Actually it's a fair nitpick because logarithmic density 0 does not imply natural density 0 - so the claim in the article is misleading in more than one way.
For example, the set of numbers with a perfect square number of digits has log density 0 but natural density non-existent (inf 0 and sup 0.9). I believe it holds in the other direction though - natural density 0 implies log density 0.
Yes, I believe the key phrase was ”along the lines of” and Tao’s result doesn’t actually prove any particular constant bound which would indeed be a much stronger result.
I don't like the phrasing the article used. The domain of the Collatz function is the set of positive natural numbers, which is countably infinite. Unless I'm misunderstanding the quote, it doesn't make sense to refer to percentages of infinite quantities.
In the formal sense of the term, "almost always" means that a property applies to all elements of an infinite set, with all
exceptions comprising a subset with a smaller cardinality than the original set.
I usually see this term applied in the sense of measure theory, where the sets under study are uncountably infinite (or greater). Being that the naturals are countably infinite, the only way I can interpret this statement is that Tao has proven all but finitely many elements do not have an orbit terminating in 1 under the Collatz map.
Is that correct? If not, would someone mind clarifying the use of percentages here?
The natural density of a set is the limit as N goes to infinity of the proportion of the numbers up to N which are in the set.

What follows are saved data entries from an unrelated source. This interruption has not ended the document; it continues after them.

//! Diagnostics for the Opal compiler front-end.
//!
//! Compiler phases report problems through a [`DiagnosticsEngine`]. Each
//! diagnostic is registered once in a [`Catalog`] with a message template, a
//! class, a default severity, and an optional user-controllable group. At
//! report time the engine resolves the effective severity from the catalog
//! default, project configuration, and any source pragmas active at the
//! report location, then hands surviving diagnostics to a pluggable
//! [`DiagnosticConsumer`].
//!
//! ```
//! use opal_diagnostics::{
//!     Catalog, Descriptor, DiagnosticsEngine, DiagnosticSink, Severity,
//! };
//! use opal_common::Interner;
//! use opal_source::{SourceDb, Span};
//! use std::sync::Arc;
//!
//! let mut catalog = Catalog::new();
//! let unused = catalog.register(Descriptor::warning("unused variable %0", "unused"));
//!
//! let sink = Arc::new(DiagnosticSink::new());
//! let mut engine = DiagnosticsEngine::new(
//!     Arc::new(catalog),
//!     Arc::new(Interner::new()),
//!     Box::new(Arc::clone(&sink)),
//! );
//!
//! let mut db = SourceDb::new();
//! let file = db.add_source("main.op", "let x = 1;\n".to_string());
//! engine.report(&db, unused, Span::new(file, 4, 5)).arg("x").emit();
//!
//! let diags = sink.diagnostics();
//! assert_eq!(diags[0].level, Severity::Warning);
//! assert_eq!(diags[0].message, "unused variable x");
//! ```

#![warn(missing_docs)]

pub mod arg;
pub mod builder;
pub mod catalog;
pub mod consumer;
pub mod diagnostic;
pub mod engine;
pub mod fixit;
pub mod format;
pub mod mapping;
pub mod severity;
pub mod sink;
pub mod state;
pub mod storage;
pub mod stored;
pub mod suppression;

pub use arg::{ArgRenderer, DiagArg, DummyArgRenderer, OpaqueArg, TokenKind};
pub use builder::DiagnosticBuilder;
pub use catalog::{builtin, Catalog, Descriptor, DiagClass, DiagnosticId, Flavor};
pub use consumer::{DiagnosticConsumer, ForwardingConsumer, IgnoringConsumer};
pub use diagnostic::Diagnostic;
pub use engine::{DiagnosticsEngine, ErrorTrap};
pub use fixit::FixItHint;
pub use format::{escape_bytes, escape_string, FormatContext};
pub use mapping::DiagnosticMapping;
pub use severity::Severity;
pub use sink::DiagnosticSink;
pub use stored::StoredDiagnostic;
pub use suppression::{parse_suppressions, SuppressionMapping, SuppressionParseError};
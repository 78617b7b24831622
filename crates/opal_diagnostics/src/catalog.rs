//! The diagnostic catalog: descriptors, groups, and built-in engine IDs.
//!
//! The catalog is the static data table behind the engine. Each registered
//! diagnostic carries a default severity, a class, an optional group name,
//! and a message template interpreted by the formatter. Front-end phases
//! register their diagnostics once at startup and refer to them by
//! [`DiagnosticId`] afterwards.

use crate::mapping::DiagnosticMapping;
use crate::severity::Severity;
use serde::{Deserialize, Serialize};
use std::collections::HashMap;

/// Opaque key identifying one registered diagnostic in a [`Catalog`].
#[derive(Clone, Copy, PartialEq, Eq, Hash, Debug, Serialize, Deserialize)]
pub struct DiagnosticId(u32);

impl DiagnosticId {
    /// Creates a `DiagnosticId` from a raw `u32` value.
    pub const fn from_raw(raw: u32) -> Self {
        Self(raw)
    }

    /// Returns the raw `u32` value of this ID.
    pub fn as_raw(self) -> u32 {
        self.0
    }
}

/// Which member diagnostics a group query covers.
#[derive(Clone, Copy, PartialEq, Eq, Debug)]
pub enum Flavor {
    /// Only diagnostics controllable through `-W`-style options: warnings,
    /// extensions, remarks, and errors, but not notes.
    WarningOrError,
    /// Every diagnostic regardless of class.
    All,
}

impl Flavor {
    /// A stable numeric index usable as a `%select` argument.
    pub fn index(self) -> u64 {
        match self {
            Flavor::WarningOrError => 0,
            Flavor::All => 1,
        }
    }
}

/// The class of a diagnostic, fixed at registration time.
#[derive(Clone, Copy, PartialEq, Eq, Debug)]
pub enum DiagClass {
    /// Attached context; visibility rides on the preceding diagnostic.
    Note,
    /// Informational remark about the translation.
    Remark,
    /// Ordinary warning.
    Warning,
    /// A language-extension warning.
    Extension,
    /// A hard error.
    Error,
}

/// The registration record for one diagnostic.
#[derive(Clone, Debug)]
pub struct Descriptor {
    /// The message template, interpreted by the formatter.
    pub description: String,
    /// The diagnostic's class.
    pub class: DiagClass,
    /// The severity used when no override is active.
    pub default_severity: Severity,
    /// The user-controllable group this diagnostic belongs to, if any.
    pub group: Option<String>,
    /// `true` if the compiler cannot recover after emitting this diagnostic.
    pub unrecoverable: bool,
}

impl Descriptor {
    /// A warning-class descriptor in the given group.
    pub fn warning(description: impl Into<String>, group: impl Into<String>) -> Self {
        Self {
            description: description.into(),
            class: DiagClass::Warning,
            default_severity: Severity::Warning,
            group: Some(group.into()),
            unrecoverable: false,
        }
    }

    /// An extension-warning descriptor in the given group.
    pub fn extension(description: impl Into<String>, group: impl Into<String>) -> Self {
        Self {
            class: DiagClass::Extension,
            ..Self::warning(description, group)
        }
    }

    /// A remark-class descriptor in the given group. Remarks default to
    /// `Ignored` and must be enabled explicitly.
    pub fn remark(description: impl Into<String>, group: impl Into<String>) -> Self {
        Self {
            description: description.into(),
            class: DiagClass::Remark,
            default_severity: Severity::Ignored,
            group: Some(group.into()),
            unrecoverable: false,
        }
    }

    /// An error-class descriptor.
    pub fn error(description: impl Into<String>) -> Self {
        Self {
            description: description.into(),
            class: DiagClass::Error,
            default_severity: Severity::Error,
            group: None,
            unrecoverable: false,
        }
    }

    /// A fatal error-class descriptor. Fatal errors are unrecoverable.
    pub fn fatal(description: impl Into<String>) -> Self {
        Self {
            description: description.into(),
            class: DiagClass::Error,
            default_severity: Severity::Fatal,
            group: None,
            unrecoverable: true,
        }
    }

    /// A note-class descriptor.
    pub fn note(description: impl Into<String>) -> Self {
        Self {
            description: description.into(),
            class: DiagClass::Note,
            default_severity: Severity::Note,
            group: None,
            unrecoverable: false,
        }
    }

    /// Sets the group this descriptor belongs to.
    pub fn in_group(mut self, group: impl Into<String>) -> Self {
        self.group = Some(group.into());
        self
    }

    /// Marks this diagnostic as unrecoverable.
    pub fn unrecoverable(mut self) -> Self {
        self.unrecoverable = true;
        self
    }
}

/// The diagnostics the engine itself reports.
///
/// These are registered first by [`Catalog::new`], in this exact order, so
/// their IDs are stable constants.
pub mod builtin {
    use super::DiagnosticId;

    /// An unknown diagnostic group name was supplied, with an optional
    /// nearest-match suggestion.
    pub const UNKNOWN_DIAG_OPTION: DiagnosticId = DiagnosticId::from_raw(0);
    /// A warning suppression mapping file could not be parsed.
    pub const MALFORMED_SUPPRESSION_MAPPING: DiagnosticId = DiagnosticId::from_raw(1);
    /// The configured error limit was exceeded; compilation stops.
    pub const TOO_MANY_ERRORS: DiagnosticId = DiagnosticId::from_raw(2);

    /// Number of built-in diagnostics registered ahead of user descriptors.
    pub const COUNT: u32 = 3;
}

/// The diagnostic catalog: an append-only table of [`Descriptor`]s plus the
/// group-name index derived from them.
pub struct Catalog {
    descriptors: Vec<Descriptor>,
    groups: HashMap<String, Vec<DiagnosticId>>,
}

impl Catalog {
    /// Creates a catalog containing only the [`builtin`] diagnostics.
    pub fn new() -> Self {
        let mut catalog = Self {
            descriptors: Vec::new(),
            groups: HashMap::new(),
        };

        let id = catalog.register(
            Descriptor::warning(
                "unknown %select{warning|diagnostic}0 group '%1'\
                 %select{|; did you mean '%3'?}2",
                "unknown-warning-option",
            ),
        );
        debug_assert_eq!(id, builtin::UNKNOWN_DIAG_OPTION);

        let id = catalog.register(Descriptor::error(
            "malformed warning suppression mapping '%0': %1",
        ));
        debug_assert_eq!(id, builtin::MALFORMED_SUPPRESSION_MAPPING);

        let id = catalog.register(Descriptor::fatal("too many errors emitted, stopping now"));
        debug_assert_eq!(id, builtin::TOO_MANY_ERRORS);

        catalog
    }

    /// Registers a diagnostic, returning its new [`DiagnosticId`].
    ///
    /// Also used for dynamically created diagnostics whose text is supplied
    /// at report time through a `%0` template.
    pub fn register(&mut self, descriptor: Descriptor) -> DiagnosticId {
        let id = DiagnosticId(self.descriptors.len() as u32);
        if let Some(group) = &descriptor.group {
            self.groups.entry(group.clone()).or_default().push(id);
        }
        self.descriptors.push(descriptor);
        id
    }

    fn descriptor(&self, id: DiagnosticId) -> &Descriptor {
        &self.descriptors[id.0 as usize]
    }

    /// Returns the message template for a diagnostic.
    pub fn description(&self, id: DiagnosticId) -> &str {
        &self.descriptor(id).description
    }

    /// Returns the severity used when no override is active.
    pub fn default_severity(&self, id: DiagnosticId) -> Severity {
        self.descriptor(id).default_severity
    }

    /// Returns the default [`DiagnosticMapping`] for a diagnostic.
    pub fn default_mapping(&self, id: DiagnosticId) -> DiagnosticMapping {
        DiagnosticMapping::new(self.default_severity(id))
    }

    /// Returns the group a diagnostic belongs to, if any.
    pub fn group(&self, id: DiagnosticId) -> Option<&str> {
        self.descriptor(id).group.as_deref()
    }

    /// Returns `true` if this diagnostic's severity is user-controllable
    /// (warning, extension, or remark class).
    pub fn is_warning_or_extension(&self, id: DiagnosticId) -> bool {
        matches!(
            self.descriptor(id).class,
            DiagClass::Warning | DiagClass::Extension | DiagClass::Remark
        )
    }

    /// Returns `true` if this diagnostic is a language-extension warning.
    pub fn is_extension(&self, id: DiagnosticId) -> bool {
        self.descriptor(id).class == DiagClass::Extension
    }

    /// Returns `true` if this diagnostic is note-class.
    pub fn is_note(&self, id: DiagnosticId) -> bool {
        self.descriptor(id).class == DiagClass::Note
    }

    /// Returns `true` if the compiler cannot recover after this diagnostic.
    pub fn is_unrecoverable(&self, id: DiagnosticId) -> bool {
        self.descriptor(id).unrecoverable
    }

    /// Returns `true` if this diagnostic defaults to Error or Fatal; warnings
    /// escalated by policy do not count.
    pub fn is_default_error(&self, id: DiagnosticId) -> bool {
        self.default_severity(id) >= Severity::Error
    }

    fn in_flavor(&self, flavor: Flavor, id: DiagnosticId) -> bool {
        match flavor {
            Flavor::WarningOrError => self.descriptor(id).class != DiagClass::Note,
            Flavor::All => true,
        }
    }

    /// Returns the member IDs of a group, filtered by flavor, or `None` if
    /// the group name is unknown.
    pub fn group_members(&self, flavor: Flavor, name: &str) -> Option<Vec<DiagnosticId>> {
        let members = self.groups.get(name)?;
        Some(
            members
                .iter()
                .copied()
                .filter(|&id| self.in_flavor(flavor, id))
                .collect(),
        )
    }

    /// Returns every registered diagnostic of the given flavor.
    pub fn all_diagnostics(&self, flavor: Flavor) -> Vec<DiagnosticId> {
        (0..self.descriptors.len() as u32)
            .map(DiagnosticId)
            .filter(|&id| self.in_flavor(flavor, id))
            .collect()
    }

    /// Returns the known group name closest to `name` by edit distance, or
    /// `None` if nothing is close enough to be a plausible typo.
    pub fn nearest_group(&self, flavor: Flavor, name: &str) -> Option<&str> {
        let threshold = name.len() / 3 + 1;
        let mut best: Option<(&str, usize)> = None;
        for (group, members) in &self.groups {
            if !members.iter().any(|&id| self.in_flavor(flavor, id)) {
                continue;
            }
            let distance = edit_distance(name, group);
            if distance > threshold {
                continue;
            }
            match best {
                Some((_, d)) if d <= distance => {}
                _ => best = Some((group.as_str(), distance)),
            }
        }
        best.map(|(g, _)| g)
    }
}

impl Default for Catalog {
    fn default() -> Self {
        Self::new()
    }
}

/// Levenshtein distance between two strings.
fn edit_distance(a: &str, b: &str) -> usize {
    let a: Vec<char> = a.chars().collect();
    let b: Vec<char> = b.chars().collect();
    let mut prev: Vec<usize> = (0..=b.len()).collect();
    let mut cur = vec![0usize; b.len() + 1];
    for (i, &ca) in a.iter().enumerate() {
        cur[0] = i + 1;
        for (j, &cb) in b.iter().enumerate() {
            let cost = if ca == cb { 0 } else { 1 };
            cur[j + 1] = (prev[j] + cost).min(prev[j + 1] + 1).min(cur[j] + 1);
        }
        std::mem::swap(&mut prev, &mut cur);
    }
    prev[b.len()]
}

#[cfg(test)]
mod tests {
    use super::*;

    fn catalog_with_unused() -> (Catalog, DiagnosticId) {
        let mut catalog = Catalog::new();
        let id = catalog.register(Descriptor::warning("unused variable %0", "unused"));
        (catalog, id)
    }

    #[test]
    fn builtins_have_stable_ids() {
        let catalog = Catalog::new();
        assert!(catalog
            .description(builtin::UNKNOWN_DIAG_OPTION)
            .starts_with("unknown"));
        assert_eq!(
            catalog.default_severity(builtin::TOO_MANY_ERRORS),
            Severity::Fatal
        );
        assert!(catalog.is_unrecoverable(builtin::TOO_MANY_ERRORS));
        assert_eq!(
            catalog.default_severity(builtin::MALFORMED_SUPPRESSION_MAPPING),
            Severity::Error
        );
    }

    #[test]
    fn register_and_query() {
        let (catalog, id) = catalog_with_unused();
        assert_eq!(catalog.description(id), "unused variable %0");
        assert_eq!(catalog.default_severity(id), Severity::Warning);
        assert_eq!(catalog.group(id), Some("unused"));
        assert!(catalog.is_warning_or_extension(id));
        assert!(!catalog.is_default_error(id));
        assert!(!catalog.is_note(id));
    }

    #[test]
    fn group_membership_by_flavor() {
        let mut catalog = Catalog::new();
        let warn = catalog.register(Descriptor::warning("w", "mixed"));
        let note = catalog.register(Descriptor::note("n").in_group("mixed"));
        let err = catalog.register(Descriptor::error("e").in_group("mixed"));

        let woe = catalog.group_members(Flavor::WarningOrError, "mixed").unwrap();
        assert!(woe.contains(&warn));
        assert!(woe.contains(&err));
        assert!(!woe.contains(&note));

        let all = catalog.group_members(Flavor::All, "mixed").unwrap();
        assert_eq!(all.len(), 3);
    }

    #[test]
    fn unknown_group_is_none() {
        let catalog = Catalog::new();
        assert!(catalog
            .group_members(Flavor::WarningOrError, "no-such-group")
            .is_none());
    }

    #[test]
    fn nearest_group_suggests_typo() {
        let (catalog, _) = catalog_with_unused();
        assert_eq!(
            catalog.nearest_group(Flavor::WarningOrError, "unusd"),
            Some("unused")
        );
        assert_eq!(
            catalog.nearest_group(Flavor::WarningOrError, "completely-different"),
            None
        );
    }

    #[test]
    fn remark_defaults_ignored() {
        let mut catalog = Catalog::new();
        let id = catalog.register(Descriptor::remark("inlined %0", "inline-decisions"));
        assert_eq!(catalog.default_severity(id), Severity::Ignored);
        assert!(catalog.is_warning_or_extension(id));
    }

    #[test]
    fn edit_distance_basics() {
        assert_eq!(edit_distance("", "abc"), 3);
        assert_eq!(edit_distance("abc", "abc"), 0);
        assert_eq!(edit_distance("kitten", "sitting"), 3);
    }
}
//! Configuration types deserialized from `opal.toml`.

use serde::Deserialize;
use std::path::PathBuf;

/// The top-level configuration parsed from `opal.toml`.
#[derive(Debug, Deserialize)]
pub struct OpalConfig {
    /// Diagnostic behavior settings.
    #[serde(default)]
    pub diagnostics: DiagnosticConfig,
}

/// Settings controlling how the diagnostics engine classifies and limits
/// messages.
///
/// Group names refer to user-controllable diagnostic groups from the
/// catalog (the same names accepted by `-W`-style flags).
#[derive(Debug, Deserialize)]
#[serde(rename_all = "kebab-case")]
pub struct DiagnosticConfig {
    /// Stop after this many errors by emitting a single fatal diagnostic.
    /// `0` (the default) means no limit.
    #[serde(default)]
    pub error_limit: usize,

    /// Suppress all warning-severity diagnostics (`-w`).
    #[serde(default)]
    pub no_warnings: bool,

    /// Promote every warning to an error (`-Werror`).
    #[serde(default)]
    pub warnings_as_errors: bool,

    /// Promote every error to a fatal error (`-Wfatal-errors`).
    #[serde(default)]
    pub errors_as_fatal: bool,

    /// Diagnostic groups to silence entirely.
    #[serde(default)]
    pub ignore: Vec<String>,

    /// Diagnostic groups to promote to errors.
    #[serde(default)]
    pub deny: Vec<String>,

    /// Path to a warning suppression mapping file.
    #[serde(default)]
    pub suppression_mappings: Option<PathBuf>,

    /// Elide common type components when rendering type differences.
    #[serde(default = "default_true")]
    pub elide_type: bool,

    /// Render a structural tree when diagnosing type differences.
    #[serde(default)]
    pub print_type_tree: bool,
}

fn default_true() -> bool {
    true
}

impl Default for DiagnosticConfig {
    fn default() -> Self {
        Self {
            error_limit: 0,
            no_warnings: false,
            warnings_as_errors: false,
            errors_as_fatal: false,
            ignore: Vec::new(),
            deny: Vec::new(),
            suppression_mappings: None,
            elide_type: true,
            print_type_tree: false,
        }
    }
}
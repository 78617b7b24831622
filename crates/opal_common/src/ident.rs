//! Interned identifiers for cheap cloning and O(1) equality comparison.

use lasso::ThreadedRodeo;
use serde::{Deserialize, Serialize};

/// A unique identifier for any named entity in the program being compiled.
///
/// Identifiers are interned strings represented as a `u32` index into a
/// string interner. This provides O(1) equality comparison and O(1) cloning,
/// which matters because identifiers are carried as diagnostic arguments.
#[derive(Clone, Copy, PartialEq, Eq, Hash, Debug, Serialize, Deserialize)]
pub struct Ident(u32);

impl Ident {
    /// Creates an `Ident` from a raw `u32` index.
    ///
    /// This is primarily intended for deserialization and testing.
    /// In normal use, identifiers should be created through [`Interner::get_or_intern`].
    pub fn from_raw(index: u32) -> Self {
        Self(index)
    }

    /// Returns the raw `u32` index of this identifier.
    pub fn as_raw(self) -> u32 {
        self.0
    }
}

// SAFETY: `Ident` wraps a `u32` which is always a valid `usize` on 32-bit and
// 64-bit platforms. `try_from_usize` rejects values that don't fit in `u32`.
unsafe impl lasso::Key for Ident {
    fn into_usize(self) -> usize {
        self.0 as usize
    }

    fn try_from_usize(int: usize) -> Option<Self> {
        u32::try_from(int).ok().map(Ident)
    }
}

/// Thread-safe string interner backed by [`lasso::ThreadedRodeo`].
///
/// Identifier names seen by the lexer are interned so diagnostic arguments
/// can carry them by value without allocation.
pub struct Interner {
    rodeo: ThreadedRodeo<Ident>,
}

impl Interner {
    /// Creates a new empty interner.
    pub fn new() -> Self {
        Self {
            rodeo: ThreadedRodeo::new(),
        }
    }

    /// Interns a string, returning its [`Ident`]. If the string was already
    /// interned, returns the existing identifier without allocating.
    pub fn get_or_intern(&self, s: &str) -> Ident {
        self.rodeo.get_or_intern(s)
    }

    /// Resolves an [`Ident`] back to its string value.
    ///
    /// # Panics
    ///
    /// Panics if the `Ident` was not created by this interner.
    pub fn resolve(&self, ident: Ident) -> &str {
        self.rodeo.resolve(&ident)
    }
}

impl Default for Interner {
    fn default() -> Self {
        Self::new()
    }
}

#[cfg(test)]
mod tests {
    use super::*;

    #[test]
    fn intern_resolve_roundtrip() {
        let interner = Interner::new();
        let id = interner.get_or_intern("main");
        assert_eq!(interner.resolve(id), "main");
    }

    #[test]
    fn same_string_same_ident() {
        let interner = Interner::new();
        let a = interner.get_or_intern("counter");
        let b = interner.get_or_intern("counter");
        assert_eq!(a, b);
    }

    #[test]
    fn different_strings_different_idents() {
        let interner = Interner::new();
        let a = interner.get_or_intern("foo");
        let b = interner.get_or_intern("bar");
        assert_ne!(a, b);
    }

    #[test]
    fn serde_roundtrip() {
        let id = Ident(42);
        let json = serde_json::to_string(&id).unwrap();
        let back: Ident = serde_json::from_str(&json).unwrap();
        assert_eq!(id, back);
    }
}
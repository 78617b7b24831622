//! Human-readable resolved source locations with line/column coordinates.

use std::fmt;
use std::path::PathBuf;

/// A span resolved to human-readable line/column coordinates.
///
/// All line and column values are 1-indexed for display to users.
/// Produced by [`SourceDb::resolve_span`](crate::SourceDb::resolve_span).
#[derive(Debug, Clone, PartialEq, Eq)]
pub struct ResolvedSpan {
    /// The filesystem path of the source file.
    pub file_path: PathBuf,
    /// The starting line number (1-indexed).
    pub start_line: u32,
    /// The starting column number (1-indexed).
    pub start_col: u32,
    /// The ending line number (1-indexed).
    pub end_line: u32,
    /// The ending column number (1-indexed).
    pub end_col: u32,
}

impl fmt::Display for ResolvedSpan {
    fn fmt(&self, f: &mut fmt::Formatter<'_>) -> fmt::Result {
        write!(
            f,
            "{}:{}:{}",
            self.file_path.display(),
            self.start_line,
            self.start_col
        )
    }
}
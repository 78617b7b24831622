//! Configuration file loading and validation.

use crate::error::ConfigError;
use crate::types::OpalConfig;
use std::path::Path;

/// Loads and validates an `opal.toml` configuration from a project directory.
///
/// Reads `<project_dir>/opal.toml`, parses it, and validates the diagnostic
/// settings.
pub fn load_config(project_dir: &Path) -> Result<OpalConfig, ConfigError> {
    let config_path = project_dir.join("opal.toml");
    let content = std::fs::read_to_string(&config_path)?;
    load_config_from_str(&content)
}

/// Parses and validates an `opal.toml` configuration from a string.
///
/// Useful for testing without filesystem dependencies.
pub fn load_config_from_str(content: &str) -> Result<OpalConfig, ConfigError> {
    let config: OpalConfig =
        toml::from_str(content).map_err(|e| ConfigError::ParseError(e.to_string()))?;
    validate_config(&config)?;
    Ok(config)
}

/// Validates that configuration values are consistent.
fn validate_config(config: &OpalConfig) -> Result<(), ConfigError> {
    let diag = &config.diagnostics;
    for group in diag.ignore.iter().chain(diag.deny.iter()) {
        if group.is_empty() {
            return Err(ConfigError::ValidationError(
                "diagnostic group names must not be empty".to_string(),
            ));
        }
    }
    Ok(())
}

For instance the natural density of primes, squares and cubes is 0 and the natural density of even numbers is 1/2. But all these sets are infinite so the same cardinality.
Thank you, but your last sentence is not really correct. The concept of cardinality captures different sizes of infinity. This is why I mentioned countable and uncountable infinites upfront: a countably infinite set and an uncountably infinite set do not have the same cardinality, but both are infinite.
I think your basic mistake here is thinking that sizes of infinite sets has to be measured by cardinality. Yes, that's one way, but usually not the most useful way; it's a very crude measure. Its only real advantage is the fact that it doesn't need any context to work. In most cases, though, more context-dependent measures of size are more appropriate.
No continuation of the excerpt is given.